Title:Evidence of VX nerve agent use from contaminated white mustard plants

Authors: Matthew R. Gravett, Farrha B. Hopkins, Adam J. Self, Andrew J. Webb, Christopher M. Timperley and Matthew J. Baker

Journal: Proceedings of the Royal Society A

Chemical weapons could be detected in contaminated white mustard plants up to 45 days after use a paper published in Proceedings of the Royal Society A has found.

The Sinapis alba or the white mustard plant can absorb compounds from chemcial weapons from contaminated soil. Image credit: H.Zell

The Chemical Weapons Convention prohibits the use of chemical weapons by its 190 member states. Making sure members comply with the convention requires that scientists can accurately detect the use of chemical warfare agents. Currently they carry out tests on soil from areas where use is suspected. However, many nerve agents composed of organophosphorus compounds leach from soil over time removing the evidence of use and making verifying the deployment of chemical weapons like sarin, soman and VX difficult.

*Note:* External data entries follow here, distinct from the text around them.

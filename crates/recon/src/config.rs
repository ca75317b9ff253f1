use serde::Deserialize;

use crate::error::ReconError;
use crate::model::{Side, Status};

// ---------------------------------------------------------------------------
// Top-level config
// ---------------------------------------------------------------------------

/// Process-scoped configuration for one reconciliation run. Immutable while
/// the run is in flight. Every section has a usable default so an empty TOML
/// document is a valid config.
#[derive(Debug, Clone, Deserialize)]
pub struct ReconConfig {
    #[serde(default = "default_name")]
    pub name: String,
    #[serde(default)]
    pub schema: KeywordTable,
    #[serde(default)]
    pub sides: SidesConfig,
    #[serde(default)]
    pub tolerance: ToleranceConfig,
    #[serde(default)]
    pub suggestion: SuggestionPolicy,
}

fn default_name() -> String {
    "reconciliation".into()
}

impl Default for ReconConfig {
    fn default() -> Self {
        Self {
            name: default_name(),
            schema: KeywordTable::default(),
            sides: SidesConfig::default(),
            tolerance: ToleranceConfig::default(),
            suggestion: SuggestionPolicy::default(),
        }
    }
}

// ---------------------------------------------------------------------------
// Schema keywords
// ---------------------------------------------------------------------------

/// Ordered keyword lists driving column-role inference. Matching is
/// substring containment against canonicalized header names; first column
/// satisfying any keyword wins.
#[derive(Debug, Clone, Deserialize)]
pub struct KeywordTable {
    #[serde(default = "default_identifier_keywords")]
    pub identifier_keywords: Vec<String>,
    #[serde(default = "default_amount_keywords")]
    pub amount_keywords: Vec<String>,
}

fn default_identifier_keywords() -> Vec<String> {
    ["inv", "num", "id", "ref", "voucher", "external document"]
        .map(String::from)
        .to_vec()
}

fn default_amount_keywords() -> Vec<String> {
    ["amt", "val", "total", "amount", "due", "price"]
        .map(String::from)
        .to_vec()
}

impl Default for KeywordTable {
    fn default() -> Self {
        Self {
            identifier_keywords: default_identifier_keywords(),
            amount_keywords: default_amount_keywords(),
        }
    }
}

// ---------------------------------------------------------------------------
// Sides
// ---------------------------------------------------------------------------

/// Amount-sign convention for one side. `Absolute` is used when that side's
/// export is signed-debit but must compare against face values.
#[derive(Debug, Clone, Copy, PartialEq, Eq, Deserialize)]
#[serde(rename_all = "snake_case")]
pub enum SignConvention {
    Raw,
    Absolute,
}

impl Default for SignConvention {
    fn default() -> Self {
        Self::Raw
    }
}

#[derive(Debug, Clone, Copy, Default, Deserialize)]
pub struct SideConfig {
    #[serde(default)]
    pub sign: SignConvention,
}

#[derive(Debug, Clone, Copy, Default, Deserialize)]
pub struct SidesConfig {
    #[serde(default)]
    pub vendor: SideConfig,
    #[serde(default)]
    pub internal: SideConfig,
}

impl SidesConfig {
    pub fn get(&self, side: Side) -> &SideConfig {
        match side {
            Side::Vendor => &self.vendor,
            Side::Internal => &self.internal,
        }
    }
}

// ---------------------------------------------------------------------------
// Tolerance + Suggestion
// ---------------------------------------------------------------------------

#[derive(Debug, Clone, Copy, Deserialize)]
pub struct ToleranceConfig {
    /// Mismatch tolerance in minor units. Strictly-greater comparison:
    /// a variance of exactly this many cents is still a match.
    #[serde(default = "default_tolerance_minor")]
    pub amount_minor: i64,
}

fn default_tolerance_minor() -> i64 {
    5
}

impl Default for ToleranceConfig {
    fn default() -> Self {
        Self { amount_minor: default_tolerance_minor() }
    }
}

#[derive(Debug, Clone, Deserialize)]
pub struct SuggestionPolicy {
    /// Minimum similarity (0–100) for a suggestion to attach.
    #[serde(default = "default_threshold")]
    pub threshold: u8,
    /// Statuses eligible for suggestions. Missing-in-books is the canonical
    /// "typo on the vendor side" case; some deployments add missing-in-vendor.
    #[serde(default = "default_suggestion_statuses")]
    pub statuses: Vec<Status>,
    /// Skip rows whose canonical key is shorter than this many characters.
    #[serde(default)]
    pub min_key_len: usize,
    /// Skip rows whose present-side amount is zero.
    #[serde(default)]
    pub skip_zero_amount: bool,
}

fn default_threshold() -> u8 {
    90
}

fn default_suggestion_statuses() -> Vec<Status> {
    vec![Status::MissingInBooks]
}

impl Default for SuggestionPolicy {
    fn default() -> Self {
        Self {
            threshold: default_threshold(),
            statuses: default_suggestion_statuses(),
            min_key_len: 0,
            skip_zero_amount: false,
        }
    }
}

// ---------------------------------------------------------------------------
// Parse + Validate
// ---------------------------------------------------------------------------

impl ReconConfig {
    pub fn from_toml(input: &str) -> Result<Self, ReconError> {
        let config: ReconConfig =
            toml::from_str(input).map_err(|e| ReconError::ConfigParse(e.to_string()))?;
        config.validate()?;
        Ok(config)
    }

    pub fn validate(&self) -> Result<(), ReconError> {
        if self.suggestion.threshold > 100 {
            return Err(ReconError::ConfigValidation(format!(
                "suggestion threshold must be 0–100, got {}",
                self.suggestion.threshold
            )));
        }

        if self.schema.identifier_keywords.is_empty() {
            return Err(ReconError::ConfigValidation(
                "identifier_keywords must not be empty".into(),
            ));
        }
        if self.schema.amount_keywords.is_empty() {
            return Err(ReconError::ConfigValidation(
                "amount_keywords must not be empty".into(),
            ));
        }

        if self.tolerance.amount_minor < 0 {
            return Err(ReconError::ConfigValidation(format!(
                "tolerance must be non-negative, got {}",
                self.tolerance.amount_minor
            )));
        }

        Ok(())
    }
}

// ---------------------------------------------------------------------------
// Tests
// ---------------------------------------------------------------------------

Today a collaborative team of scientists from the University of Central Lancashire and the Defence Science and Technology Laboratory present a method to detect chemical weapon use by analysing the compounds present in white mustard plants. The plants, which grow wildly across the world, are pollutant tolerant and can absorb nerve agent chemicals through their roots. The plants retain compounds from the agents for longer than soil can and act as a sort of ‘time capsule’ protecting the evidence of chemical weapon use for at least 45 days.

The team of researchers grew white mustard plants in three different types of soil spiked with VX to see if the type of soil affected how long the plants retained traces of compounds from chemical weapon use. After 8 days, plants grown in sandy soil had absorbed more VX than those grown in loam or clay soils, however, by 16, 33, and 45 days after the seeds were sown, the amount of VX in the plants from the different soils had converged. The team say this shows that regardless of soil type  ‘evidence for the prior presence of VX in soil can be downloaded from the plant at least 45 days after application’.

As well as being useful for detecting chemical weapons use the team say their results show that the plants could also be used in the future as a sort of ‘green manure’ absorbing chemicals from soil in polluted sites.  The team even found some evidence that the plants may be able metabolise nerve agents, breaking them down into their less harmful degradation products and helping to reduce the  ‘toxic environmental legacy’ of chemical weapons from areas where they have been deployed.